A plan from the Maine Department of Public Safety would create a new division of the Maine Drug Enforcement Agency devoted to crimes associated with marijuana. The proposal is facing pushback from some who say the move is an effort to re-criminalize pot three years after the state legalized the drug recreationally. Michael Sauschuck, commissioner of the Maine Department of Public Safety, said that the team would focus on criminal activities that compete against state-licensed marijuana growers, processors, and retailers, like black market sales of marijuana to people who are underage. The unit would also have a civil compliance mandate to monitor licensed marijuana growers and sellers. It would be funded by $649,000 in marijuana tax and licensing revenue. “The black market doesn’t just go away overnight … We legalized a whole bracket of drugs and the vast majority of people are going to absolutely comply with that, but there will be those that push that limit. As other states have seen, there is absolutely a time and place for enforcement,” Sauschuck said. State Rep. Kent Ackley, an independent, said he sees a need for the plan. “My hope would be that we don’t have to send people to jail to convince the gray market to participate in the regulated marketplace. Nonetheless, the threat of doing that is an important piece of what we’re trying to accomplish,” he said. But some marijuana advocates are skeptical. Mark Barnett, a medical marijuana caregiver, said that Maine should treat the marijuana marketplace like any other legal industry. “We do not want to see one additional person incarcerated for marijuana. It’s a move in the wrong direction and counter to the very idea of legalization,” he said. State Rep. Charlotte Warren, a Democrat, was confused by the plan. “I thought we legalized cannabis … why are we adding more agents for something that we actually legalized?” she said. [Portland Press Herald]
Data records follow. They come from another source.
//! Scalar values and their canonical text encoding
//!
//! Stores only ever hold text. Every scalar kind has exactly one canonical
//! string form, and each kind's encoder and decoder live side by side here:
//! - `Text`: verbatim
//! - `Integer`: signed decimal, no leading zeros
//! - `Float`: shortest round-trip decimal (`f64` `Display`)
//! - `Boolean`: `"1"` / `"0"`
//! - `DateTime`: `YYYY-MM-DD HH:MM:SS`

use crate::{Error, Result};
use chrono::{DateTime, Local, NaiveDate, NaiveDateTime, NaiveTime, Timelike};
use serde::{Deserialize, Serialize};
use std::fmt;
use std::str::FromStr;

/// Canonical storage format for date/time values
pub const DATE_FORMAT: &str = "%Y-%m-%d %H:%M:%S";

/// Date/time layouts accepted by [`parse_date`], tried in order
const DATETIME_FORMATS: &[&str] = &[
    DATE_FORMAT,
    "%Y-%m-%dT%H:%M:%S",
    "%Y-%m-%d %H:%M:%S%.f",
    "%Y-%m-%dT%H:%M:%S%.f",
    "%Y-%m-%d %H:%M",
    "%Y-%m-%dT%H:%M",
    "%Y/%m/%d %H:%M:%S",
    "%Y/%m/%d %H:%M",
];

/// Date-only layouts accepted by [`parse_date`]; the time is midnight
const DATE_ONLY_FORMATS: &[&str] = &[
    "%Y-%m-%d",
    "%Y/%m/%d",
    "%d %B %Y",
    "%d %b %Y",
    "%B %d, %Y",
    "%b %d, %Y",
];

/// The kind of a scalar value.
#[derive(Debug, Clone, Copy, PartialEq, Eq, Hash, Serialize, Deserialize)]
#[serde(rename_all = "lowercase")]
pub enum ValueKind {
    Text,
    Integer,
    Float,
    Boolean,
    Date,
}

impl ValueKind {
    /// Get the string representation of the kind
    pub fn as_str(&self) -> &'static str {
        match self {
            ValueKind::Text => "text",
            ValueKind::Integer => "integer",
            ValueKind::Float => "float",
            ValueKind::Boolean => "boolean",
            ValueKind::Date => "date",
        }
    }

    /// Get all value kinds
    pub fn all() -> &'static [ValueKind] {
        &[
            ValueKind::Text,
            ValueKind::Integer,
            ValueKind::Float,
            ValueKind::Boolean,
            ValueKind::Date,
        ]
    }
}

impl FromStr for ValueKind {
    type Err = Error;

    fn from_str(s: &str) -> Result<Self> {
        match s.to_lowercase().as_str() {
            "text" | "string" | "str" => Ok(ValueKind::Text),
            "integer" | "int" => Ok(ValueKind::Integer),
            "float" | "double" | "real" => Ok(ValueKind::Float),
            "boolean" | "bool" => Ok(ValueKind::Boolean),
            "date" | "datetime" => Ok(ValueKind::Date),
            _ => Err(Error::TypeArgument(format!("Unknown value kind: {}", s))),
        }
    }
}

impl fmt::Display for ValueKind {
    fn fmt(&self, f: &mut fmt::Formatter<'_>) -> fmt::Result {
        write!(f, "{}", self.as_str())
    }
}

/// A scalar value accepted by a store.
///
/// Composite values (lists, maps) have no variant; the only way to offer one
/// is through [`Value::try_from`] on a JSON value, which rejects them.
#[derive(Debug, Clone, PartialEq)]
pub enum Value {
    Text(String),
    Integer(i64),
    Float(f64),
    Boolean(bool),
    DateTime(NaiveDateTime),
}

impl Value {
    pub fn kind(&self) -> ValueKind {
        match self {
            Value::Text(_) => ValueKind::Text,
            Value::Integer(_) => ValueKind::Integer,
            Value::Float(_) => ValueKind::Float,
            Value::Boolean(_) => ValueKind::Boolean,
            Value::DateTime(_) => ValueKind::Date,
        }
    }

    /// Canonical string form stored in the table
    pub fn encode(&self) -> String {
        match self {
            Value::Text(s) => s.clone(),
            Value::Integer(i) => encode_int(*i),
            Value::Float(f) => encode_float(*f),
            Value::Boolean(b) => encode_bool(*b).to_string(),
            Value::DateTime(dt) => encode_date(dt),
        }
    }

    /// Parse user-supplied text as a value of the given kind.
    pub fn parse_as(kind: ValueKind, text: &str) -> Result<Self> {
        match kind {
            ValueKind::Text => Ok(Value::Text(text.to_string())),
            ValueKind::Integer => decode_int(text)
                .map(Value::Integer)
                .ok_or_else(|| Error::TypeArgument(format!("Expected integer, got {:?}", text))),
            ValueKind::Float => decode_float(text)
                .map(Value::Float)
                .ok_or_else(|| Error::TypeArgument(format!("Expected float, got {:?}", text))),
            ValueKind::Boolean => match text.trim().to_lowercase().as_str() {
                "1" | "true" | "yes" | "on" => Ok(Value::Boolean(true)),
                "0" | "false" | "no" | "off" => Ok(Value::Boolean(false)),
                _ => Err(Error::TypeArgument(format!("Expected boolean, got {:?}", text))),
            },
            ValueKind::Date => parse_date(text).map(Value::DateTime),
        }
    }
}

impl fmt::Display for Value {
    fn fmt(&self, f: &mut fmt::Formatter<'_>) -> fmt::Result {
        f.write_str(&self.encode())
    }
}

impl From<String> for Value {
    fn from(v: String) -> Self {
        Value::Text(v)
    }
}

impl From<&str> for Value {
    fn from(v: &str) -> Self {
        Value::Text(v.to_string())
    }
}

impl From<&String> for Value {
    fn from(v: &String) -> Self {
        Value::Text(v.clone())
    }
}

impl From<i64> for Value {
    fn from(v: i64) -> Self {
        Value::Integer(v)
    }
}

impl From<i32> for Value {
    fn from(v: i32) -> Self {
        Value::Integer(v.into())
    }
}

impl From<u32> for Value {
    fn from(v: u32) -> Self {
        Value::Integer(v.into())
    }
}

impl From<f64> for Value {
    fn from(v: f64) -> Self {
        Value::Float(v)
    }
}

impl From<f32> for Value {
    fn from(v: f32) -> Self {
        Value::Float(v.into())
    }
}

impl From<bool> for Value {
    fn from(v: bool) -> Self {
        Value::Boolean(v)
    }
}

impl From<NaiveDateTime> for Value {
    fn from(v: NaiveDateTime) -> Self {
        Value::DateTime(v)
    }
}

impl From<NaiveDate> for Value {
    fn from(v: NaiveDate) -> Self {
        Value::DateTime(v.and_time(NaiveTime::MIN))
    }
}

impl TryFrom<serde_json::Value> for Value {
    type Error = Error;

    fn try_from(value: serde_json::Value) -> Result<Self> {
        use serde_json::Value as Json;

        match value {
            Json::Null => Ok(Value::Text(String::new())),
            Json::Bool(b) => Ok(Value::Boolean(b)),
            Json::Number(n) => {
                if let Some(i) = n.as_i64() {
                    Ok(Value::Integer(i))
                } else if let Some(f) = n.as_f64() {
                    Ok(Value::Float(f))
                } else {
                    Err(Error::InvalidValue(format!("Unrepresentable number: {}", n)))
                }
            }
            Json::String(s) => Ok(Value::Text(s)),
            Json::Array(_) => Err(Error::InvalidValue("Array values are not allowed".to_string())),
            Json::Object(_) => Err(Error::InvalidValue("Object values are not allowed".to_string())),
        }
    }
}

pub fn encode_int(v: i64) -> String {
    v.to_string()
}

pub fn decode_int(text: &str) -> Option<i64> {
    text.trim().parse().ok()
}

pub fn encode_float(v: f64) -> String {
    v.to_string()
}

pub fn decode_float(text: &str) -> Option<f64> {
    text.trim().parse().ok()
}

pub fn encode_bool(v: bool) -> &'static str {
    if v { "1" } else { "0" }
}

/// Truthiness of stored text: missing, `""` and `"0"` are false.
pub fn decode_bool(text: Option<&str>) -> bool {
    !matches!(text, None | Some("") | Some("0"))
}

pub fn encode_date(v: &NaiveDateTime) -> String {
    v.format(DATE_FORMAT).to_string()
}

pub fn decode_date(text: &str) -> Option<NaiveDateTime> {
    NaiveDateTime::parse_from_str(text.trim(), DATE_FORMAT).ok()
}

/// Parse a date/time written in any of the common layouts.
///
/// Offsets in RFC 3339 / RFC 2822 input are dropped after converting to the
/// wall-clock time of that offset. `@<seconds>` is read as a UTC timestamp.
/// Sub-second precision is discarded since the canonical form has none.
pub fn parse_date(input: &str) -> Result<NaiveDateTime> {
    let text = input.trim();
    let fail = || Error::DateParse(input.to_string());

    if text.is_empty() {
        return Err(fail());
    }

    let today = || Local::now().date_naive();
    let parsed = match text.to_lowercase().as_str() {
        "now" => Some(Local::now().naive_local()),
        "today" => Some(today().and_time(NaiveTime::MIN)),
        "yesterday" => today().pred_opt().map(|d| d.and_time(NaiveTime::MIN)),
        "tomorrow" => today().succ_opt().map(|d| d.and_time(NaiveTime::MIN)),
        _ => parse_date_layouts(text),
    };

    parsed
        .map(|dt| dt.with_nanosecond(0).unwrap_or(dt))
        .ok_or_else(fail)
}

fn parse_date_layouts(text: &str) -> Option<NaiveDateTime> {
    if let Some(secs) = text.strip_prefix('@') {
        let secs: i64 = secs.parse().ok()?;
        return DateTime::from_timestamp(secs, 0).map(|dt| dt.naive_utc());
    }

    for format in DATETIME_FORMATS {
        if let Ok(dt) = NaiveDateTime::parse_from_str(text, format) {
            return Some(dt);
        }
    }

    for format in DATE_ONLY_FORMATS {
        if let Ok(d) = NaiveDate::parse_from_str(text, format) {
            return Some(d.and_time(NaiveTime::MIN));
        }
    }

    if let Ok(dt) = DateTime::parse_from_rfc3339(text) {
        return Some(dt.naive_local());
    }

    DateTime::parse_from_rfc2822(text).ok().map(|dt| dt.naive_local())
}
LOTTERY | The California State Lottery has not paid enough money towards education, a recent audit revealed. The lottery is supposed to direct 34% of its sales revenue to schools, but the audit shows the lottery shortchanged schools by $36 million last year. State Sen. Ling Ling Chang requested the audit when she tried to find funding for computer science programs and noticed the lottery’s school funding numbers were lower than they should have been. “The findings … demonstrate what we suspected all along. That the California lottery has a culture of profits first and schools last. They owe our schools millions of dollars,” Chang said. Chang has since introduced a bill that would mandate a yearly audit of the lottery. [Sacramento Bee]

‘WITCHES BREW’ | In Connecticut, the debate over a bill that would eliminate religious exemptions to vaccine mandates has gotten heated. State Rep. Jack Hennessy, a Democrat, called vaccines “a witches brew of chemicals” and said they are “not a one-size fits all thing.” State Health Commissioner Renee Coleman-Mitchell came to testify in support of the bill. “After looking at the trends, I believe we can no longer afford to put our children at risk of infectious diseases by allowing non-medical exemptions. We should not wait until our vaccination rates decline any further, or wait for the next measles outbreak, to take action,” she said. Data gathered by the health department found that kindergarten classes at 134 schools in the state did not reach the 95% measles vaccination threshold needed to maintain herd immunity in 2019. Religious exemptions have reached an all-time high since the state began tracking the information a decade ago. [CT Mirror; ArsTechnica]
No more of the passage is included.